He pauses, glancing sideways at Grantaire, now leaning fully into him and regretting every choice he’s ever made in his life. “I would appreciate it if you gave me another chance.”

Grantaire scoffs. “At being kind?”

“No. At loving you.”

Grantaire turns a bleary-eyed gaze upon him, unable to figure out if he’s serious, until he sees Enjolras’ face. “But that’s ridiculous,” he protests. “You don’t have time.”
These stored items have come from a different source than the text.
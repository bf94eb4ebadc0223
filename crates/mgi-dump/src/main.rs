//! MGI Dump - main entry point

use anyhow::{Context, Result};
use clap::Parser;
use mgi_common::logging::{init_logging, LogConfig, LogLevel, LogOutput};
use mgi_dump::commands::{self, anatomy::AnatomyInputs};
use mgi_dump::{Cli, Commands, Config, Namespaces};
use std::process::ExitCode;
use tracing::{error, info};

fn main() -> ExitCode {
    let cli = Cli::parse();

    let log_level = if cli.verbose {
        LogLevel::Debug
    } else {
        LogLevel::Info
    };
    let log_config = LogConfig::builder()
        .level(log_level)
        .output(LogOutput::Console)
        .log_file_prefix("mgi-dump")
        .build();

    // Environment variables take precedence
    let log_config = log_config.with_env().unwrap_or_else(|e| {
        eprintln!("Warning: ignoring invalid logging environment: {}", e);
        LogConfig::builder().level(log_level).build()
    });

    // Logging is best effort; the tools work without it
    let _guard = init_logging(&log_config).ok();

    match execute(&cli) {
        Ok(true) => ExitCode::SUCCESS,
        Ok(false) => ExitCode::FAILURE,
        Err(e) => {
            error!(error = %e, "Command failed");
            eprintln!("Error: {:#}", e);
            ExitCode::FAILURE
        },
    }
}

fn load_config(cli: &Cli) -> Result<Config> {
    let mut config = Config::load().context("Failed to load configuration")?;
    let Namespaces { internal, external } = &mut config.namespaces;
    if let Some(prefix) = &cli.internal_prefix {
        *internal = prefix.clone();
    }
    if let Some(prefix) = &cli.external_prefix {
        *external = prefix.clone();
    }
    config.validate().context("Invalid configuration")?;
    Ok(config)
}

/// Run the selected command. `Ok(false)` means the command ran but found
/// problems.
fn execute(cli: &Cli) -> Result<bool> {
    let config = load_config(cli)?;

    match &cli.command {
        Commands::Remosh {
            base,
            mapping,
            names,
            output,
        } => {
            let report = commands::remosh::run(base, mapping, names, output, &config)
                .context("remosh failed")?;
            info!(leafified = report.leafified.len(), "Remap complete");
        },
        Commands::Medic { input, names, output } => {
            commands::medic::run(input, names, output, &config).context("medic failed")?;
        },
        Commands::OmimAdd { input, names, output } => {
            commands::omim_add::run(input, names, output, &config).context("omim-add failed")?;
        },
        Commands::FilterDo { input, output } => {
            commands::filter_do::run(input, output, &config).context("filter-do failed")?;
        },
        Commands::Anatomy {
            emap,
            ma,
            gxd,
            overrides,
            conceptus,
            output,
        } => {
            let inputs = AnatomyInputs {
                emap,
                ma,
                gxd,
                overrides: overrides.as_deref(),
                conceptus: conceptus.as_deref(),
            };
            commands::anatomy::run(inputs, output).context("anatomy merge failed")?;
        },
        Commands::Emapa { input, output } => {
            commands::emapa::run(input, output).context("emapa failed")?;
        },
        Commands::CheckIds { paths, report } => {
            let report = commands::check_ids::run(paths, report.as_deref()).context("check-ids failed")?;
            return Ok(report.is_clean());
        },
    }

    Ok(true)
}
A real smile, then. “I would like to make time,” Enjolras says firmly. “If you’ll allow it. And if not that, then – then less yelling at each other, because I don’t actually enjoy it.”

His brain is too slow for thinking, Grantaire decides. The pavement they’re sitting on is much too wet. So instead he simply nods. “Saving your pretty voice. I understand.”

Enjolras sighs in frustration. “Grantaire –”

“What? I’m drunk. Leave me alone.”

“No, I won’t,” Enjolras says, with firmness equal to before. He moves to stand, pulling Grantaire with him, and levels that gaze upon him again. Oh, he thinks helplessly, those eyes have always been the same. “I have decided that I love you. You can decide for yourself after we go to a museum or something, and we can get coffee.”

Soap and shampoo and clean wool drenched in rain. Grantaire breathes in deep, tucking his head close to Enjolras’ neck, and is only half-surprised when he doesn’t move away.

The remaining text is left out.